Ethan turned in his chair.

He’d fought this woman once in the basement of the hospital. She’d come at him with a syringe, and he’d crashed into her at full speed, driven her face into a concrete wall. He relived that moment now like the memory of a good meal, wishing he could experience it again.

“She raises a point, Ethan,” Pilcher said.

“And what point is that? You don’t trust me?”

“You’re doing great, but it’s still early times. Lots to prove.”

“I want the chip out, or I don’t go. It’s that simple.”

Pilcher’s voice assumed a harder edge.

“You will be in my office crack of dawn tomorrow with a full report. Is that understood?”

“Yes.”

“And now I have to threaten you.”

“With what will happen to my family if I should decide to run or otherwise misbehave? Can’t I just imagine the worst and assume you’ll deliver? What I really need is to have a word with you in private.” Ethan glanced at Pam. “You don’t mind, do you?”

“Of course I don’t mind.”

When the door had closed behind her, Ethan said, “I’d like to get a better picture of who your daughter was.”

“Why?”

“The more I know her, the better chance I’ll have of finding out what happened to her.”

“I think we know what happened to her, Ethan.”

“I was down in her quarters yesterday. There were flowers and cards all around her door. A real outpouring. But I was wondering—did she have any enemies in the mountain? I mean, she was the boss’s daughter.”

Ethan thought Pilcher might erupt at this intrusion into his privacy and grief.

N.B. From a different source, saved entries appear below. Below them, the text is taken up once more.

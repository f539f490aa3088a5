//! Append-only audit log of successful sends.
//!
//! Each line is `<partition_key>,<YYYY-MM-DD HH:MM:SS.mmm>`. The file is
//! opened and closed on every write; concurrent writers rely on the
//! operating system's append semantics.

use chrono::{DateTime, TimeZone};
use std::fmt::Display;
use std::fs::OpenOptions;
use std::io::Write;
use std::path::{Path, PathBuf};

/// Timestamp format of audit log lines (millisecond precision).
pub const TIMESTAMP_FORMAT: &str = "%Y-%m-%d %H:%M:%S%.3f";

#[derive(Debug, Clone)]
pub struct AuditLog {
    path: PathBuf,
}

impl AuditLog {
    pub fn new(path: impl Into<PathBuf>) -> Self {
        Self { path: path.into() }
    }

    pub fn path(&self) -> &Path {
        &self.path
    }

    /// Append one line for a successful send.
    pub fn append<Tz>(&self, partition_key: &str, timestamp: &DateTime<Tz>) -> std::io::Result<()>
    where
        Tz: TimeZone,
        Tz::Offset: Display,
    {
        let line = format!("{},{}\n", partition_key, format_timestamp(timestamp));

        let mut file = OpenOptions::new()
            .create(true)
            .append(true)
            .open(&self.path)?;
        // Single write so concurrent appenders do not interleave within a line
        file.write_all(line.as_bytes())
    }
}

pub fn format_timestamp<Tz>(timestamp: &DateTime<Tz>) -> String
where
    Tz: TimeZone,
    Tz::Offset: Display,
{
    timestamp.format(TIMESTAMP_FORMAT).to_string()
}

#[cfg(test)]
mod tests {
    use super::*;
    use chrono::{NaiveDate, Utc};

    fn fixed_time() -> DateTime<Utc> {
        NaiveDate::from_ymd_opt(2024, 3, 9)
            .unwrap()
            .and_hms_milli_opt(14, 5, 7, 42)
            .unwrap()
            .and_utc()
    }

    #[test]
    fn test_format_timestamp() {
        assert_eq!(format_timestamp(&fixed_time()), "2024-03-09 14:05:07.042");
    }

    #[test]
    fn test_append_lines() {
        let dir = tempfile::tempdir().unwrap();
        let log = AuditLog::new(dir.path().join("kinesis.csv"));

        log.append("0xabc", &fixed_time()).unwrap();
        log.append("0xdef", &fixed_time()).unwrap();

        let content = std::fs::read_to_string(log.path()).unwrap();
        assert_eq!(
            content,
            "0xabc,2024-03-09 14:05:07.042\n0xdef,2024-03-09 14:05:07.042\n"
        );
    }

    #[test]
    fn test_append_to_missing_directory_fails() {
        let dir = tempfile::tempdir().unwrap();
        let log = AuditLog::new(dir.path().join("missing").join("kinesis.csv"));

        assert!(log.append("0xabc", &fixed_time()).is_err());
    }
}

But instead, Pilcher leaned back in his chair and said, almost wistfully, “Alyssa was the last person to trade on her status. She could’ve lived in this suite with me in luxury, done whatever she wanted. But she insisted on keeping spartan living quarters and she took assignments just like everyone else. Never once sought out preferential treatment because of who she was. And everyone knew. And it made everyone love her even more.”

“Did you two get along?”

“Yes.”

“What did Alyssa think about all this?”